Problem details: Please filter the listing below and copy out the lines that hold "OneInch".

Data supplied:
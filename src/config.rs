// Deployment settings.
//
// Loaded from a JSON file (or string) with `DIAMOND_ROUTER_*` environment variables layered on
// top, e.g. `DIAMOND_ROUTER_FEE_RECIPIENT=0x...` overrides `fee_recipient`.

use std::path::Path;

use alloy_primitives::Address;
use ::config::{Config, ConfigBuilder, Environment, File, FileFormat};
use serde::Deserialize;

use crate::types::provider::Provider;

pub const ENV_PREFIX: &str = "DIAMOND_ROUTER";

#[derive(Debug, thiserror::Error)]
pub enum ConfigError {
    #[error("failed to load configuration: {0}")]
    Load(#[from] ::config::ConfigError),
    #[error("owner must not be the zero address")]
    ZeroOwner,
    #[error("fee recipient must not be the zero address")]
    ZeroFeeRecipient,
    #[error("{0} aggregator must not be the zero address")]
    ZeroAggregator(Provider),
    #[error("at least one aggregator must be configured")]
    NoAggregators,
}

#[derive(Debug, Clone, PartialEq, Eq, Deserialize)]
pub struct DiamondConfig {
    // Initial diamond owner, the only account allowed to cut
    pub owner: Address,
    // Initial fee recipient, set by the diamond initializer
    pub fee_recipient: Address,
    // 1inch aggregation router, no facet is deployed when absent
    #[serde(default)]
    pub one_inch_aggregator: Option<Address>,
    // LiFi diamond, no facet is deployed when absent
    #[serde(default)]
    pub lifi_aggregator: Option<Address>,
}

impl DiamondConfig {
    // Load and validate settings from a JSON file plus environment overrides
    pub fn load(path: &Path) -> Result<Self, ConfigError> {
        Self::build(
            Config::builder().add_source(File::from(path).format(FileFormat::Json).required(true)),
            ENV_PREFIX,
        )
    }

    // Load and validate settings from a JSON document plus environment overrides
    pub fn from_json(json: &str) -> Result<Self, ConfigError> {
        Self::build(
            Config::builder().add_source(File::from_str(json, FileFormat::Json)),
            ENV_PREFIX,
        )
    }

    fn build(
        builder: ConfigBuilder<::config::builder::DefaultState>,
        env_prefix: &str,
    ) -> Result<Self, ConfigError> {
        let settings: DiamondConfig = builder
            .add_source(Environment::with_prefix(env_prefix))
            .build()?
            .try_deserialize()?;
        settings.validate()?;
        Ok(settings)
    }

    pub fn validate(&self) -> Result<(), ConfigError> {
        if self.owner.is_zero() {
            return Err(ConfigError::ZeroOwner);
        }
        if self.fee_recipient.is_zero() {
            return Err(ConfigError::ZeroFeeRecipient);
        }
        let aggregators = self.aggregators();
        if aggregators.is_empty() {
            return Err(ConfigError::NoAggregators);
        }
        if let Some((provider, _)) = aggregators.iter().find(|(_, address)| address.is_zero()) {
            return Err(ConfigError::ZeroAggregator(*provider));
        }
        Ok(())
    }

    // Configured aggregators in provider order
    pub fn aggregators(&self) -> Vec<(Provider, Address)> {
        Provider::ALL
            .into_iter()
            .filter_map(|provider| {
                let address = match provider {
                    Provider::OneInch => self.one_inch_aggregator,
                    Provider::LiFi => self.lifi_aggregator,
                };
                address.map(|address| (provider, address))
            })
            .collect()
    }
}

#[cfg(test)]
mod tests {
    use super::*;

    const CONFIG: &str = r#"{
        "owner": "0x00000000000000000000000000000000000000a1",
        "fee_recipient": "0x00000000000000000000000000000000000000f1",
        "one_inch_aggregator": "0x1111111254eeb25477b68fb85ed929f73a960582"
    }"#;

    fn from_json_with_prefix(json: &str, prefix: &str) -> Result<DiamondConfig, ConfigError> {
        DiamondConfig::build(
            Config::builder().add_source(File::from_str(json, FileFormat::Json)),
            prefix,
        )
    }

    #[test]
    fn loads_addresses_from_json() {
        let config = from_json_with_prefix(CONFIG, "DIAMOND_ROUTER_TEST_JSON").unwrap();
        assert_eq!(config.owner, Address::with_last_byte(0xa1));
        assert_eq!(config.fee_recipient, Address::with_last_byte(0xf1));
        assert_eq!(config.lifi_aggregator, None);
        assert_eq!(config.aggregators().len(), 1);
        assert_eq!(config.aggregators()[0].0, Provider::OneInch);
    }

    #[test]
    fn environment_overrides_file_values() {
        std::env::set_var(
            "DIAMOND_ROUTER_TEST_ENV_FEE_RECIPIENT",
            "0x00000000000000000000000000000000000000f2",
        );
        let config = from_json_with_prefix(CONFIG, "DIAMOND_ROUTER_TEST_ENV").unwrap();
        assert_eq!(config.fee_recipient, Address::with_last_byte(0xf2));
    }

    #[test]
    fn rejects_zero_addresses_and_missing_aggregators() {
        let zero_owner = CONFIG.replace("00000000000000000000000000000000000000a1", &"0".repeat(40));
        assert!(matches!(
            from_json_with_prefix(&zero_owner, "DIAMOND_ROUTER_TEST_ZERO"),
            Err(ConfigError::ZeroOwner)
        ));

        let mut config = from_json_with_prefix(CONFIG, "DIAMOND_ROUTER_TEST_ZERO").unwrap();
        config.lifi_aggregator = Some(Address::ZERO);
        assert!(matches!(
            config.validate(),
            Err(ConfigError::ZeroAggregator(Provider::LiFi))
        ));
        config.one_inch_aggregator = None;
        config.lifi_aggregator = None;
        assert!(matches!(config.validate(), Err(ConfigError::NoAggregators)));
    }

    #[test]
    fn malformed_address_fails_to_load() {
        let broken = CONFIG.replace("0x00000000000000000000000000000000000000f1", "not-an-address");
        assert!(matches!(
            from_json_with_prefix(&broken, "DIAMOND_ROUTER_TEST_BROKEN"),
            Err(ConfigError::Load(_))
        ));
    }
}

Problem solution:
                    Provider::OneInch => self.one_inch_aggregator,
        assert_eq!(config.aggregators()[0].0, Provider::OneInch);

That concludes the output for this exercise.